Panel to summon justice’s wife
WASHINGTON — The House select committee investigating the Jan. 6, 2021, insurrection will seek an interview with Virginia Thomas, a conservative activist and the wife of Supreme Court Justice Clarence Thomas, according to a source familiar with the investigation.
Virginia Thomas, who goes by Ginni, has drawn scrutiny for her text messages to White House Chief of Staff Mark Meadows in which she repeatedly pressed Meadows to work aggressively to overturn the election and keep former president Donald Trump in power, in a series of urgent exchanges in the critical weeks after the vote, according to copies of the messages obtained by The Washington Post and CBS News.

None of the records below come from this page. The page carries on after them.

//! Document chunk store over Qdrant.
//!
//! This crate provides:
//! - a batched embedding client ([`BatchEmbedder`]) with bounded concurrency
//! - a filtered vector search client ([`FilteredSearch`]) with a client-side fallback
//! - document insertion and administration (block, delete, list, stats)
//!
//! [`RagStore`] wires configuration, the Qdrant facade and an embedding
//! provider together and is the entry point for application code.

mod config;
pub mod embed;
mod embed_pool;
mod errors;
mod filters;
mod index;
mod ingest;
mod io_jsonl;
mod mappers;
mod normalize;
mod qdrant_facade;
mod record;
mod retrieve;

use std::{path::Path, sync::Arc};

use tracing::{debug, info, trace};

pub use config::{DistanceKind, EmbedPoolConfig, RagConfig, VectorSpace};
pub use embed::{EmbedFuture, EmbeddingsProvider, LlmEmbedder};
pub use embed_pool::BatchEmbedder;
pub use errors::RagError;
pub use filters::Predicate;
pub use index::{ReadyFuture, SearchFuture, VectorIndex};
pub use io_jsonl::{parse_chunks, read_chunk_file};
pub use mappers::point_id;
pub use qdrant_facade::QdrantFacade;
pub use record::{
    ChunkInput, ChunkMetadata, DocumentSummary, InsertReport, SearchHit, StoreStats, fields,
};
pub use retrieve::{FilteredSearch, HitLists};

/// High-level facade over one collection.
///
/// Cheap to share behind an `Arc`; every method takes `&self`.
pub struct RagStore {
    cfg: RagConfig,
    client: Arc<QdrantFacade>,
    embedder: BatchEmbedder,
    search: FilteredSearch,
}

impl RagStore {
    /// Constructs a new store from the given configuration.
    ///
    /// # Errors
    /// Returns `RagError::Config` on invalid configuration or
    /// `RagError::Qdrant` if the client cannot be built.
    pub fn new(cfg: RagConfig, provider: Arc<dyn EmbeddingsProvider>) -> Result<Self, RagError> {
        trace!(collection = %cfg.collection, "RagStore::new");
        let client = Arc::new(QdrantFacade::new(&cfg)?);
        let embedder = BatchEmbedder::new(provider, cfg.embed);
        let search = FilteredSearch::new(client.clone(), cfg.search_limit, cfg.overfetch_factor)
            .with_concurrency(cfg.search_concurrency);
        Ok(Self {
            cfg,
            client,
            embedder,
            search,
        })
    }

    pub fn config(&self) -> &RagConfig {
        &self.cfg
    }

    pub fn collection(&self) -> &str {
        &self.cfg.collection
    }

    /// The batched embedding client, shared with query embedding.
    pub fn embedder(&self) -> &BatchEmbedder {
        &self.embedder
    }

    /// The filtered search client over this collection.
    pub fn search(&self) -> &FilteredSearch {
        &self.search
    }

    pub async fn collection_exists(&self) -> Result<bool, RagError> {
        self.client.collection_exists().await
    }

    /// Creates the collection with the configured vector space when missing.
    pub async fn ensure_collection(&self) -> Result<(), RagError> {
        self.client.ensure_collection(&self.cfg.vector_space()).await
    }

    /// Inserts a pre-chunked document, replacing its previous chunks.
    pub async fn insert_document(
        &self,
        document_id: &str,
        chunks: &[ChunkInput],
    ) -> Result<InsertReport, RagError> {
        ingest::insert_document(&self.cfg, &self.client, &self.embedder, document_id, chunks, false)
            .await
    }

    /// Reads a chunk file and inserts it under `document_id`.
    ///
    /// `progress` draws a batch progress bar on stderr (CLI use).
    pub async fn insert_file(
        &self,
        document_id: &str,
        path: impl AsRef<Path>,
        progress: bool,
    ) -> Result<InsertReport, RagError> {
        let chunks = read_chunk_file(path)?;
        ingest::insert_document(
            &self.cfg,
            &self.client,
            &self.embedder,
            document_id,
            &chunks,
            progress,
        )
        .await
    }

    /// Lists stored documents, optionally only blocked or only unblocked ones.
    ///
    /// A missing collection lists as empty.
    pub async fn list_documents(
        &self,
        only_blocked: Option<bool>,
    ) -> Result<Vec<DocumentSummary>, RagError> {
        if !self.collection_exists().await? {
            debug!(collection = %self.cfg.collection, "no collection; nothing to list");
            return Ok(Vec::new());
        }
        self.client.list_documents(only_blocked).await
    }

    pub async fn stats(&self) -> Result<StoreStats, RagError> {
        let docs = self.list_documents(None).await?;
        Ok(StoreStats::from_documents(&self.cfg.collection, &docs))
    }

    pub async fn set_blocked(&self, document_id: &str, blocked: bool) -> Result<(), RagError> {
        self.require_collection().await?;
        self.client.set_blocked(document_id, blocked).await
    }

    pub async fn delete_document(&self, document_id: &str) -> Result<(), RagError> {
        self.require_collection().await?;
        self.client.delete_document(document_id).await
    }

    /// Drops the whole collection; a missing collection is not an error.
    pub async fn clear(&self) -> Result<(), RagError> {
        if !self.collection_exists().await? {
            info!(collection = %self.cfg.collection, "collection already absent");
            return Ok(());
        }
        self.client.drop_collection().await
    }

    async fn require_collection(&self) -> Result<(), RagError> {
        if self.collection_exists().await? {
            Ok(())
        } else {
            Err(RagError::CollectionMissing(self.cfg.collection.clone()))
        }
    }
}
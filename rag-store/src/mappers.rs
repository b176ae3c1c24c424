//! Mapping of normalized chunks into Qdrant points.

use std::collections::HashMap;

use qdrant_client::qdrant::{PointStruct, Value as QValue};
use uuid::Uuid;

use crate::record::fields;

/// A chunk ready for upsert: text already normalized, vector already computed.
#[derive(Clone, Debug)]
pub struct PreparedChunk {
    /// Position among the stored chunks of the document.
    pub ordinal: usize,
    pub text: String,
    pub page: i64,
}

/// Deterministic point id: UUIDv5 over `document_id#ordinal`.
///
/// Re-inserting a document reuses the ids of its previous chunks.
pub fn point_id(document_id: &str, ordinal: usize) -> String {
    let key = format!("{document_id}#{ordinal}");
    Uuid::new_v5(&Uuid::NAMESPACE_URL, key.as_bytes()).to_string()
}

/// Builds the stored payload of a chunk. New chunks start unblocked.
pub fn chunk_payload(document_id: &str, chunk: &PreparedChunk) -> HashMap<String, QValue> {
    let mut payload = HashMap::with_capacity(4);
    payload.insert(fields::TEXT.to_string(), QValue::from(chunk.text.clone()));
    payload.insert(
        fields::DOCUMENT_ID.to_string(),
        QValue::from(document_id.to_string()),
    );
    payload.insert(fields::PAGE.to_string(), QValue::from(chunk.page));
    payload.insert(fields::BLOCKED.to_string(), QValue::from(false));
    payload
}

pub fn to_point(document_id: &str, chunk: &PreparedChunk, vector: Vec<f32>) -> PointStruct {
    PointStruct::new(
        point_id(document_id, chunk.ordinal),
        vector,
        chunk_payload(document_id, chunk),
    )
}

#[cfg(test)]
mod tests {
    use super::*;

    #[test]
    fn point_ids_are_stable_and_distinct() {
        assert_eq!(point_id("manual.pdf", 0), point_id("manual.pdf", 0));
        assert_ne!(point_id("manual.pdf", 0), point_id("manual.pdf", 1));
        assert_ne!(point_id("manual.pdf", 0), point_id("guide.pdf", 0));
        assert!(Uuid::parse_str(&point_id("manual.pdf", 3)).is_ok());
    }

    #[test]
    fn payload_carries_document_fields() {
        let chunk = PreparedChunk {
            ordinal: 2,
            text: "body".into(),
            page: 9,
        };
        let p = chunk_payload("guide.pdf", &chunk);
        assert_eq!(p.len(), 4);
        assert_eq!(p[fields::PAGE], QValue::from(9_i64));
        assert_eq!(p[fields::BLOCKED], QValue::from(false));
        assert_eq!(p[fields::DOCUMENT_ID], QValue::from("guide.pdf".to_string()));
    }
}
use std::{io::Write, path::PathBuf, sync::Arc};

use ai_llm_service::{LlmServiceProfiles, telemetry};
use anyhow::{Context, bail};
use clap::{Parser, Subcommand};
use contextor::{AskOptions, Contextor, ContextorConfig, IndicatifProgress, Language, Reference};
use futures::StreamExt;
use rag_store::{LlmEmbedder, RagConfig, RagStore};
use tracing::info;
use tracing_subscriber::{EnvFilter, layer::SubscriberExt, util::SubscriberInitExt};

#[derive(Debug, Parser)]
#[command(name = "docqa", version, about = "Question answering over ingested documents", rename_all = "kebab")]
struct Args {
    /// Log level for the workspace crates (overridden per target by RUST_LOG).
    #[arg(long, global = true, env = "LOG_LEVEL")]
    log_level: Option<String>,

    #[command(subcommand)]
    command: Command,
}

#[derive(Debug, Subcommand)]
enum Command {
    /// Run the HTTP API.
    Serve,
    /// Answer a question from the command line.
    Ask {
        question: String,
        /// Restrict retrieval to these documents (repeatable).
        #[arg(long = "include")]
        include: Vec<String>,
        /// Exclude these documents (repeatable).
        #[arg(long = "exclude")]
        exclude: Vec<String>,
        /// Answer language: zh or en.
        #[arg(long)]
        language: Option<String>,
        /// Search with the original question only.
        #[arg(long)]
        no_split: bool,
        /// Print the answer as it is generated.
        #[arg(long)]
        stream: bool,
        /// Also search blocked documents.
        #[arg(long)]
        include_blocked: bool,
    },
    /// Store a chunk file (JSON array or JSONL) under a document id.
    Ingest {
        #[arg(long)]
        document_id: String,
        file: PathBuf,
    },
    /// List stored documents.
    Documents {
        #[arg(long)]
        only_blocked: bool,
        /// Print collection totals instead of the document list.
        #[arg(long)]
        stats: bool,
    },
    /// Hide a document from retrieval.
    Block { document_id: String },
    /// Make a blocked document searchable again.
    Unblock { document_id: String },
    /// Delete every chunk of a document.
    Delete { document_id: String },
    /// Drop the whole collection.
    Clear,
}

#[tokio::main]
async fn main() -> anyhow::Result<()> {
    // .env is optional.
    let _ = dotenvy::dotenv();

    let args = Args::parse();
    init_tracing(args.log_level.as_deref())?;

    match args.command {
        Command::Serve => api::start().await?,
        Command::Ask {
            question,
            include,
            exclude,
            language,
            no_split,
            stream,
            include_blocked,
        } => {
            let language = language
                .as_deref()
                .map(str::parse::<Language>)
                .transpose()?;
            let opts = AskOptions {
                include_documents: (!include.is_empty()).then_some(include),
                exclude_documents: exclude,
                include_blocked,
                language,
                decompose: !no_split,
            };
            ask(&question, opts, stream).await?;
        }
        Command::Ingest { document_id, file } => {
            let (_, store) = open_store()?;
            let report = store
                .insert_file(&document_id, &file, true)
                .await
                .with_context(|| format!("ingesting {}", file.display()))?;
            println!(
                "{}: stored {} of {} chunks ({} empty skipped)",
                report.document_id, report.chunks_stored, report.chunks_received, report.skipped_empty
            );
        }
        Command::Documents {
            only_blocked,
            stats,
        } => {
            let (_, store) = open_store()?;
            if stats {
                println!("{}", serde_json::to_string_pretty(&store.stats().await?)?);
            } else {
                let docs = store.list_documents(only_blocked.then_some(true)).await?;
                for d in &docs {
                    let flag = if d.blocked { "blocked" } else { "active" };
                    println!(
                        "{}\t{flag}\t{} pages\t{} chunks",
                        d.document_id, d.page_count, d.chunk_count
                    );
                }
                info!(count = docs.len(), "documents listed");
            }
        }
        Command::Block { document_id } => {
            open_store()?.1.set_blocked(&document_id, true).await?;
            println!("{document_id} blocked");
        }
        Command::Unblock { document_id } => {
            open_store()?.1.set_blocked(&document_id, false).await?;
            println!("{document_id} unblocked");
        }
        Command::Delete { document_id } => {
            open_store()?.1.delete_document(&document_id).await?;
            println!("{document_id} deleted");
        }
        Command::Clear => {
            let (_, store) = open_store()?;
            store.clear().await?;
            println!("collection {} cleared", store.collection());
        }
    }

    Ok(())
}

/// Console output keeps third-party crates at their RUST_LOG level and the
/// workspace crates at `log_level`.
fn init_tracing(log_level: Option<&str>) -> anyhow::Result<()> {
    let level = telemetry::parse_level(log_level);
    let filter: EnvFilter = telemetry::env_filter_with_level("warn", level);
    tracing_subscriber::registry()
        .with(filter)
        .with(telemetry::layer())
        .try_init()
        .context("installing tracing subscriber")?;
    Ok(())
}

fn open_store() -> anyhow::Result<(Arc<LlmServiceProfiles>, RagStore)> {
    let llm = Arc::new(LlmServiceProfiles::from_env().context("loading model profiles")?);
    let cfg = RagConfig::from_env().context("loading vector store config")?;
    cfg.check_embedding_dim(llm.embedding_dim())?;
    let store = RagStore::new(cfg, Arc::new(LlmEmbedder::new(llm.clone())))?;
    Ok((llm, store))
}

async fn ask(question: &str, opts: AskOptions, stream: bool) -> anyhow::Result<()> {
    if question.trim().is_empty() {
        bail!("question must not be empty");
    }
    let (llm, store) = open_store()?;
    let cfg = ContextorConfig::from_env().context("loading pipeline config")?;
    let contextor =
        Contextor::from_services(cfg, &store, llm)?.with_progress(Arc::new(IndicatifProgress::spinner()));

    if stream {
        let answer = contextor.ask_stream(question, opts).await?;
        let mut out = std::io::stdout();
        let mut fragments = answer.fragments;
        while let Some(fragment) = fragments.next().await {
            write!(out, "{fragment}")?;
            out.flush()?;
        }
        writeln!(out)?;
        print_references(&answer.references);
    } else {
        let qa = contextor.ask(question, opts).await?;
        println!("{}", qa.answer);
        print_references(&qa.references);
    }
    Ok(())
}

fn print_references(refs: &[Reference]) {
    if refs.is_empty() {
        return;
    }
    println!("\nReferences:");
    for r in refs {
        println!(
            "  [{}] {} p.{} ({:.3})",
            r.rank, r.document_id, r.page, r.relevance_score
        );
    }
}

The messages — 29 in all — reveal an extraordinary pipeline between Ginni Thomas and Trump’s top aide during a period when Trump and his allies were vowing to go to the Supreme Court in an effort to negate the election results.
The committee’s plans to ask Thomas for an interview were first reported by CNN.
In a series of text exchanges with Meadows, Thomas sought to influence former president Trump’s strategy to overturn the election results and lobbied for lawyer Sidney Powell to be “the lead and the face” of Trump’s legal team.
Thomas’s repeated outreach to Meadows came at a period when Trump and his allies sought to enlist the Supreme Court to negate the results of the election. The revelations of his wife’s texts have drawn calls from Democrats urging Clarence Thomas to recuse himself from cases related to the 2020 election.
The Jan. 6 committee’s legal battles in its effort to subpoena records that would help committee members investigate the insurrection have not been limited to individuals. Earlier this month, the Republican National Committee filed a lawsuit against the Jan. 6 committee seeking to block the panel’s subpoena of data from Salesforce, a software vendor used by the RNC.